The company said it was setting up an independent ethics committee under Anthony Grabiner, a commercial lawyer and member of the upper chamber of parliament, the House of Lords.

Rupert Murdoch, 80, and his son and heir apparent James, 38, along with the 43-year-old Brooks, a former editor of the News of the World, will be quizzed by the media committee of the lower house Tuesday in what promises to be a fiery showdown.

News Corp shares were 3.7 percent down in New York. That was over 16 percent lower than when news broke on July 4 that police were investigating whether journalists in 2002 had hacked voicemail for a missing teen-ager who was later found murdered.

That has reignited a five-year-old scandal that once had seemed limited to spying on the rich, famous and powerful. Ten journalists have been arrested and released on bail.

POLICE CRITICIZE CAMERON

Police, under pressure for failing to probe more widely after the jailing of a News of the World reporter in 2007, have since said an inquiry they relaunched in January has the names of some 4,000 people who may have been spied on, including child crime victims and the parents of soldiers killed in war.

Yates, who was savaged by a parliamentary committee at a public hearing last week, had been the focus of complaints that in 2009 he reviewed evidence of phone-hacking by the News of the World and ruled that it did not merit reopening inquiries. The mayor of London said Yates, an assistant commissioner of the Metropolitan Police, had resigned rather than be suspended.
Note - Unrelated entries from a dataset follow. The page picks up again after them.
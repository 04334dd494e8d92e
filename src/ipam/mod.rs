//! Per-network IP address allocator.
//!
//! One free-address set per network, rebuilt from the State Store's
//! persisted allocation records on daemon boot. Mutations are serialized
//! per network (a `tokio::sync::Mutex` per entry, mirroring the teacher's
//! per-container `Locker` pattern in `system/locker.rs`) and are recorded
//! in the State Store before the in-memory set is updated, so a crash
//! between the two never leaves IPAM more permissive than the durable
//! record.

use std::collections::BTreeSet;
use std::net::Ipv4Addr;

use dashmap::DashMap;
use serde::{Deserialize, Serialize};
use thiserror::Error;
use tokio::sync::Mutex;

use crate::store::{StateStore, StorageError};

#[derive(Debug, Error)]
pub enum IpamError {
    #[error("address pool exhausted")]
    Exhausted,

    #[error(transparent)]
    Storage(#[from] StorageError),

    #[error("{0}")]
    NotFound(String),
}

pub type IpamResult<T> = Result<T, IpamError>;

#[derive(Debug, Clone, Serialize, Deserialize)]
struct Allocation {
    network_id: String,
    ipv4: u32,
}

fn alloc_key(network_id: &str, ipv4: u32) -> String {
    format!("ipam/{}/{}", network_id, ipv4)
}

fn alloc_prefix(network_id: &str) -> String {
    format!("ipam/{}/", network_id)
}

struct NetworkPool {
    free: BTreeSet<u32>,
}

/// Allocator across all networks. Each network gets its own lock so
/// concurrent attach/detach on different networks never contend.
pub struct Ipam {
    store: StateStore,
    pools: DashMap<String, Mutex<NetworkPool>>,
}

impl Ipam {
    pub fn new(store: StateStore) -> Self {
        Self { store, pools: DashMap::new() }
    }

    /// Register a network's subnet, excluding the network address,
    /// broadcast address, and gateway from the free pool. Safe to call
    /// again after a restart: it rebuilds the free set from persisted
    /// allocations rather than assuming an empty pool.
    pub async fn register_network(
        &self,
        network_id: &str,
        subnet: Ipv4Addr,
        prefix_len: u8,
        gateway: Ipv4Addr,
    ) -> IpamResult<()> {
        let (lo, hi) = host_range(subnet, prefix_len);
        let mut free: BTreeSet<u32> = (lo..=hi).collect();

        let existing: Vec<Allocation> = self
            .store
            .scan_json(&alloc_prefix(network_id))
            .await?;
        for a in &existing {
            free.remove(&a.ipv4);
        }
        free.remove(&u32::from(gateway));
        if !existing.iter().any(|a| a.ipv4 == u32::from(gateway)) {
            self.store
                .put_json(&alloc_key(network_id, u32::from(gateway)), &Allocation {
                    network_id: network_id.to_string(),
                    ipv4: u32::from(gateway),
                })
                .await?;
        }

        self.pools.insert(network_id.to_string(), Mutex::new(NetworkPool { free }));
        Ok(())
    }

    pub async fn unregister_network(&self, network_id: &str) -> IpamResult<()> {
        let rows = self.store.scan(&alloc_prefix(network_id)).await?;
        for (key, _) in rows {
            self.store.delete(&key).await?;
        }
        self.pools.remove(network_id);
        Ok(())
    }

    /// Reserve an address. `hint`, if present and free, is used; otherwise
    /// the lowest free host address is picked deterministically.
    pub async fn reserve(&self, network_id: &str, hint: Option<Ipv4Addr>) -> IpamResult<Ipv4Addr> {
        let pool = self
            .pools
            .get(network_id)
            .ok_or_else(|| IpamError::NotFound(format!("no such network: {}", network_id)))?;
        let mut guard = pool.lock().await;

        let chosen = if let Some(hint) = hint {
            let raw = u32::from(hint);
            if guard.free.contains(&raw) {
                Some(raw)
            } else {
                None
            }
        } else {
            None
        };

        let chosen = match chosen {
            Some(v) => v,
            None => *guard.free.iter().next().ok_or(IpamError::Exhausted)?,
        };

        self.store
            .put_json(&alloc_key(network_id, chosen), &Allocation {
                network_id: network_id.to_string(),
                ipv4: chosen,
            })
            .await?;
        guard.free.remove(&chosen);

        Ok(Ipv4Addr::from(chosen))
    }

    /// Idempotent: releasing an address that isn't reserved is a no-op.
    pub async fn release(&self, network_id: &str, ipv4: Ipv4Addr) -> IpamResult<()> {
        let raw = u32::from(ipv4);
        self.store.delete(&alloc_key(network_id, raw)).await?;

        if let Some(pool) = self.pools.get(network_id) {
            pool.lock().await.free.insert(raw);
        }
        Ok(())
    }

    pub async fn allocations(&self, network_id: &str) -> IpamResult<Vec<Ipv4Addr>> {
        let rows: Vec<Allocation> = self.store.scan_json(&alloc_prefix(network_id)).await?;
        Ok(rows.into_iter().map(|a| Ipv4Addr::from(a.ipv4)).collect())
    }
}

/// Host-address range [network+1, broadcast-1] as u32, excluding network
/// and broadcast addresses so callers never hand those out.
fn host_range(subnet: Ipv4Addr, prefix_len: u8) -> (u32, u32) {
    let mask: u32 = if prefix_len == 0 { 0 } else { !0u32 << (32 - prefix_len) };
    let network = u32::from(subnet) & mask;
    let broadcast = network | !mask;
    (network + 1, broadcast.saturating_sub(1).max(network + 1))
}

#[cfg(test)]
mod tests {
    use super::*;

    #[tokio::test]
    async fn reserve_lowest_free_and_excludes_gateway() {
        let store = StateStore::open_in_memory().unwrap();
        let ipam = Ipam::new(store);
        ipam.register_network("net1", "10.1.0.0".parse().unwrap(), 24, "10.1.0.1".parse().unwrap())
            .await
            .unwrap();

        let a = ipam.reserve("net1", None).await.unwrap();
        assert_eq!(a, "10.1.0.2".parse::<Ipv4Addr>().unwrap());

        let b = ipam.reserve("net1", None).await.unwrap();
        assert_eq!(b, "10.1.0.3".parse::<Ipv4Addr>().unwrap());
    }

    #[tokio::test]
    async fn release_is_idempotent() {
        let store = StateStore::open_in_memory().unwrap();
        let ipam = Ipam::new(store);
        ipam.register_network("net1", "10.1.0.0".parse().unwrap(), 30, "10.1.0.1".parse().unwrap())
            .await
            .unwrap();

        let a = ipam.reserve("net1", None).await.unwrap();
        ipam.release("net1", a).await.unwrap();
        ipam.release("net1", a).await.unwrap();

        let a2 = ipam.reserve("net1", None).await.unwrap();
        assert_eq!(a, a2);
    }

    #[tokio::test]
    async fn exhaustion_never_duplicates() {
        let store = StateStore::open_in_memory().unwrap();
        let ipam = Ipam::new(store);
        // /30 subnet: network.0, gateway.1, broadcast.3 -> one host address (.2) free.
        ipam.register_network("net1", "10.1.0.0".parse().unwrap(), 30, "10.1.0.1".parse().unwrap())
            .await
            .unwrap();

        let _first = ipam.reserve("net1", None).await.unwrap();
        let second = ipam.reserve("net1", None).await;
        assert!(matches!(second, Err(IpamError::Exhausted)));
    }
}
In stepping down as Britain's top policeman Sunday, Yates's boss Paul Stephenson, commissioner of the Metropolitan Police, said he could not carry on while investigations continue into the appointment by his force of a former deputy editor of the News of the World as a public relations consultant.

Stephenson also made an unusual, if veiled, personal attack on the prime minister by contrasting Cameron's defiant reaction to revelations about his spokesman Andy Coulson with the police chief tendering his resignation in response to the hiring of Neil Wallis, Coulson's former deputy, as an adviser.

Stephenson noted that Cameron had appointed Coulson in 2007, shortly after Coulson resigned as the paper's editor following the jailing of a reporter for hacking. And he said Wallis had, until this month, not been linked to the scandal at all.

Unlike Mr. Coulson, Mr. Wallis had not resigned from News of the World or, to the best of my knowledge, been in any way associated with the original phone-hacking investigation, Stephenson said.

Picking up on that, opposition Labor leader Ed Miliband highlighted the sharp contrast between Cameron and the police response, but he stopped short of calling outright for the prime minister, in office for only 14 months, to resign.

Cameron, beginning a two-day trip to Africa which had already been curtailed by the need to deal with the scandal, said the case of the government and police was not comparable.

I don't believe the two situations are the same in any shape or form, he told a news conference in Pretoria.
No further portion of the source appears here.